— Problem details —
Where a line below includes the word "SQLError", copy that line.

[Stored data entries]
****************************************
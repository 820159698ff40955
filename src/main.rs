use std::{sync::Arc, time::Duration};

use axum::{
    extract::{self},
    http::StatusCode,
    routing::{get, post},
    Json, Router,
};
use log::{error, info, warn};
use serde::{Deserialize, Serialize};
use sysinfo::{CpuExt, System, SystemExt};
use tokio::time;

use sqlgrade::{
    config, core::ErrorKind, lesson::Lesson, metrics, util::SimpleLogger, AuditFinding,
    QueryResult, SQLError, Session, SessionContext, ValidationResult,
};

static LOGGER: SimpleLogger = SimpleLogger;

struct AppState {
    session: Arc<Session>,
    timeout: Duration,
}

#[derive(Serialize)]
struct ErrorBody {
    error: String,
}

type ApiError = (StatusCode, Json<ErrorBody>);

fn api_error(status: StatusCode, message: impl Into<String>) -> ApiError {
    (
        status,
        Json(ErrorBody {
            error: message.into(),
        }),
    )
}

fn status_of(err: &SQLError) -> StatusCode {
    match err.kind {
        ErrorKind::InputError => StatusCode::NOT_FOUND,
        ErrorKind::PolicyViolation | ErrorKind::ExecutionError => StatusCode::BAD_REQUEST,
        ErrorKind::ResourceError | ErrorKind::ConfigError => StatusCode::INTERNAL_SERVER_ERROR,
    }
}

/// Runs an engine call off the async executor under the configured deadline.
/// A call that outlives the deadline keeps running and still releases its
/// handles when it finishes.
async fn run_engine<T, F>(state: &AppState, call: F) -> Result<Json<T>, ApiError>
where
    T: Send + 'static,
    F: FnOnce(&Session) -> Result<T, SQLError> + Send + 'static,
{
    let session = state.session.clone();
    let task = tokio::task::spawn_blocking(move || call(session.as_ref()));
    match time::timeout(state.timeout, task).await {
        Err(_) => {
            warn!("Engine call exceeded {:?}", state.timeout);
            Err(api_error(StatusCode::GATEWAY_TIMEOUT, "Query timed out"))
        }
        Ok(Err(join_err)) => {
            error!("Engine task failed: {join_err}");
            Err(api_error(StatusCode::INTERNAL_SERVER_ERROR, "Internal error"))
        }
        Ok(Ok(Err(err))) => Err(api_error(status_of(&err), err.message)),
        Ok(Ok(Ok(value))) => Ok(Json(value)),
    }
}

#[derive(Deserialize)]
#[serde(rename_all = "camelCase")]
struct ValidateRequest {
    lesson_id: String,
    exercise_id: String,
    #[serde(default)]
    query: String,
}

async fn validate(
    extract::State(state): extract::State<Arc<AppState>>,
    extract::Json(request): extract::Json<ValidateRequest>,
) -> Result<Json<ValidationResult>, ApiError> {
    run_engine(&state, move |session| {
        session.validate(&request.lesson_id, &request.exercise_id, &request.query)
    })
    .await
}

#[derive(Deserialize)]
#[serde(rename_all = "camelCase")]
struct QueryRequest {
    lesson_id: String,
    #[serde(default)]
    query: String,
}

async fn run_query(
    extract::State(state): extract::State<Arc<AppState>>,
    extract::Json(request): extract::Json<QueryRequest>,
) -> Result<Json<QueryResult>, ApiError> {
    run_engine(&state, move |session| {
        session.run_query(&request.lesson_id, &request.query)
    })
    .await
}

async fn list_lessons(
    extract::State(state): extract::State<Arc<AppState>>,
) -> Result<Json<Vec<Lesson>>, ApiError> {
    run_engine(&state, |session| session.lessons()).await
}

async fn get_lesson(
    extract::State(state): extract::State<Arc<AppState>>,
    extract::Path(lesson_id): extract::Path<String>,
) -> Result<Json<Lesson>, ApiError> {
    run_engine(&state, move |session| session.lesson(&lesson_id)).await
}

async fn audit_lesson(
    extract::State(state): extract::State<Arc<AppState>>,
    extract::Path(lesson_id): extract::Path<String>,
) -> Result<Json<Vec<AuditFinding>>, ApiError> {
    run_engine(&state, move |session| session.audit_lesson(&lesson_id)).await
}

async fn ping() -> &'static str {
    "pong"
}

async fn metrics_handler() -> String {
    metrics::render()
}

#[tokio::main]
pub async fn main() {
    let config_path = std::env::args()
        .nth(1)
        .unwrap_or_else(|| "./config.toml".to_string());
    let config = match config::initialize_config(&config_path) {
        Ok(config) => config,
        Err(e) => {
            eprintln!("{e}");
            std::process::exit(1);
        }
    };

    if let Err(e) =
        log::set_logger(&LOGGER).map(|()| log::set_max_level(config.log.level_filter()))
    {
        eprintln!("cannot install logger: {e}");
    }

    let mut sys = System::new();
    tokio::spawn(async move {
        let mut interval = time::interval(Duration::from_secs(1));
        loop {
            interval.tick().await;
            sys.refresh_all();
            metrics::CPU.set(sys.global_cpu_info().cpu_usage() as i64);
            metrics::MEMORY.set(sys.used_memory() as i64);
        }
    });

    let session = Arc::new(Session::new(SessionContext::from_config(config)));
    let app_state = AppState {
        session,
        timeout: config.validation.timeout(),
    };

    let app = Router::new()
        .route("/metrics", get(metrics_handler))
        .route("/ping", get(ping))
        .route("/lessons", get(list_lessons))
        .route("/lessons/:id", get(get_lesson))
        .route("/lessons/:id/audit", get(audit_lesson))
        .route("/validate", post(validate))
        .route("/query", post(run_query))
        .with_state(Arc::new(app_state));

    let http_addr = config.server.address.as_str();
    let listener = match tokio::net::TcpListener::bind(http_addr).await {
        Ok(listener) => listener,
        Err(e) => {
            error!("Cannot bind {}: {}", http_addr, e);
            std::process::exit(1);
        }
    };
    info!(
        "HTTP listening to {}, lessons from {}, datasets in {}",
        http_addr,
        config.storage.content_dir.display(),
        config.storage.data_dir.display()
    );
    if let Err(e) = axum::serve(listener, app).await {
        error!("Server stopped: {}", e);
    }
}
****************************************
— Exercise output —
    QueryResult, SQLError, Session, SessionContext, ValidationResult,
fn status_of(err: &SQLError) -> StatusCode {
    F: FnOnce(&Session) -> Result<T, SQLError> + Send + 'static,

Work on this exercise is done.